Is Time Travel Possible? by Sarah Woodbury

Posted by on Oct 7, 2013 in Historical Tidbits | 4 comments

We are all time travelers; we travel through time every millisecond of our lives.  It’s just that we can only move in one direction—into the future.

Theoretically, time travel into the future and into the past are two distinct concepts.  Traveling into the future could happen merely by slowing down your own time, rather than popping in and out of the future like in the television show, Primeval.

Unfortunately, at the moment, the kind of time travel we want to experience—into the past—isn’t possible.  Traveling in the future is only possible if we travel more quickly or more slowly than everyone else, but then we still can’t ‘get back’ to our own time: “If you want to advance through the years a little faster than the next person, you’ll need to exploit space-time. Global positioning satellites pull this off every day, accruing an extra third-of-a-billionth of a second daily. Time passes faster in orbit, because satellites are farther away from the mass of the Earth. Down here on the surface, the planet’s mass drags on time and slows it down in small measures … According to Einstein’s theory of general relativity, gravity is a curve in space-time and astronomers regularly observe this phenomenon when they study light moving near a sufficiently massive object.

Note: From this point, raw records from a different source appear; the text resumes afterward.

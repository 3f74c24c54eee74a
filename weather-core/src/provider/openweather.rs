use anyhow::{Context, Result, anyhow};
use async_trait::async_trait;
use reqwest::Client;
use serde::Deserialize;
use tracing::{debug, info};

use super::{ProviderId, TemperatureProvider, truncate_body};

const DEFAULT_BASE_URL: &str = "https://api.openweathermap.org";

/// OpenWeather current-weather source. Without a `units` parameter the API
/// reports Kelvin, so readings are passed through unchanged.
#[derive(Debug, Clone)]
pub struct OpenWeatherProvider {
    api_key: String,
    base_url: String,
    http: Client,
}

impl OpenWeatherProvider {
    pub fn new(api_key: String, base_url: Option<&str>) -> Self {
        Self {
            api_key,
            base_url: base_url.unwrap_or(DEFAULT_BASE_URL).trim_end_matches('/').to_string(),
            http: Client::new(),
        }
    }

    async fn fetch_current(&self, city: &str) -> Result<f64> {
        let url = format!("{}/data/2.5/weather", self.base_url);
        debug!(provider = %ProviderId::OpenWeather, %city, "requesting current weather");

        let res = self
            .http
            .get(&url)
            .query(&[("q", city), ("appid", self.api_key.as_str())])
            .send()
            .await
            .context("Failed to send request to OpenWeather (current weather)")?;

        let status = res.status();
        let body = res
            .text()
            .await
            .context("Failed to read OpenWeather current response body")?;

        if !status.is_success() {
            return Err(anyhow!(
                "OpenWeather current request failed with status {}: {}",
                status,
                truncate_body(&body),
            ));
        }

        parse_kelvin(&body)
    }
}

#[derive(Debug, Deserialize)]
struct OwMain {
    temp: f64,
}

#[derive(Debug, Deserialize)]
struct OwCurrentResponse {
    main: OwMain,
}

fn parse_kelvin(body: &str) -> Result<f64> {
    let parsed: OwCurrentResponse =
        serde_json::from_str(body).context("Failed to parse OpenWeather current JSON")?;
    Ok(parsed.main.temp)
}

#[async_trait]
impl TemperatureProvider for OpenWeatherProvider {
    fn name(&self) -> &str {
        ProviderId::OpenWeather.as_str()
    }

    async fn temperature(&self, city: &str) -> Result<f64> {
        let kelvin = self.fetch_current(city).await?;
        info!(provider = self.name(), %city, kelvin, "temperature reading");
        Ok(kelvin)
    }
}
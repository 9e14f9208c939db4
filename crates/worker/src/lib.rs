//! Background worker threads with an explicit start/stop lifecycle.
//!
//! Each [`WorkerThread`] owns its own OS thread and message channel, so any
//! number of workers can run side by side.

pub mod error;
pub mod thread;

pub use error::{WorkerError, WorkerResult};
pub use thread::WorkerThread;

What does this have to do with time? Remember: Any event that occurs in the universe has to involve both space and time. Gravity doesn’t just pull on space; it also pulls on time.

You wouldn’t be able to notice minute changes in the flow of time, but a sufficiently massive object would make a huge difference — say, like the supermassive black hole Sagittarius A at the center of our galaxy. Here, the mass of 4 million suns exists as a single, infinitely dense point, known as a singularity. Circle this black hole for a while (without falling in) and you’d experience time at half the Earth rate. In other words, you’d round out a five-year journey to discover an entire decade had passed on Earth.”

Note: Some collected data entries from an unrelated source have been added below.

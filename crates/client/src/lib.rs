//! `kfs-client`: HTTP access to the remote account APIs.
//!
//! The [`HttpTransport`] trait is the seam between services and the network;
//! [`HttpsClient`] is the reqwest implementation used in production.

pub mod config;
pub mod error;
pub mod headers;
pub mod https;
pub mod session;
pub mod user_service;

pub use config::ClientConfig;
pub use error::{ServiceError, ServiceResult};
pub use headers::{ApiHeaders, order_api_headers, user_api_headers};
pub use https::{ApiRequest, ApiResponse, HttpTransport, HttpsClient, Method};
pub use session::{MemorySession, SessionStore};
pub use user_service::UserService;
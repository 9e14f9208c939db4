//! Client-side domain models.
//!
//! Every model is hydrated from a loosely-typed API payload through
//! `TryFrom<&serde_json::Value>`, with a fail-soft `from_json` returning
//! `Option` and an `is_*` shape predicate for callers that only need to check.

pub mod address;
pub mod billing;
pub mod catalog;
pub mod company;
pub mod ledger;
pub mod order;
pub mod user;

pub use address::{Address, is_address};
pub use billing::{Billing, PaymentMethod, is_billing, is_payment_method};
pub use catalog::{CatalogItem, CatalogProduct, UserReview, is_product};
pub use company::{Company, is_company};
pub use ledger::{InvoiceEntry, InvoiceInput, InvoiceLedger};
pub use order::{Order, OrderStatus, is_order};
pub use user::{ANONYMOUS_USER_ID, User, UserType, is_user};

Travel to the already lived past is another thing entirely.  As David, the hero of my time travel/alternate universe After Cilmeri series, comments in Footsteps in Time, “If it were possible, why aren’t people from the future stopping by to see us?’” The esteemed Stephen Hawking says pretty much this in a long discussion on time travel to the past (holding open the idea of time travel to the future, as described above):  ”Any kind of time travel to the past through wormholes or any other method is probably impossible, otherwise paradoxes would occur. So sadly, it looks like time travel to the past is never going to happen. A disappointment for dinosaur hunters and a relief for historians.”

However, the idea of a multiverse, or a multiple parallel universes is one that holds more credence than you might think, and it is the one I have put forth in my After Cilmeri series. The existence of such a parallel universe assumes merely that space is infinite and uniformly filled with matter. This idea of parallel universes thus conveniently sidesteps one of the key complaints with time travel: the “grandfather paradox” where a time traveler goes back to kill his grandfather so that he is never born in the first place.

So it could happen, right?  Maybe not time travel to the past, per se, but traveling to an alternate universe? Regardless of whether or not we’ll accomplish it in our lifetimes, I like to think that it could, and I have based my After Cilmeri series on that idea.

Sarah Woodbury, October 7, 2013

Castaways in Time, the seventh novel in the After Cilmeri series, is available now wherever books are sold.



  1. Excellent posit, Sarah. Oddly enough, Time seems to be the only human invention that we seem powerless to break!

    • Thank for commenting, Richard. It could be that time as a concept is a human invention, but the thing itself isn’t!

    • Richard,

      That’s because Time is not an invention.

  2. Stephen Hawking once held a party for future time travelers. He’d put invitations where they were likely to be found many years hence, perhaps when technology had advanced to allow time travel. Poor Stephen! Nobody showed up.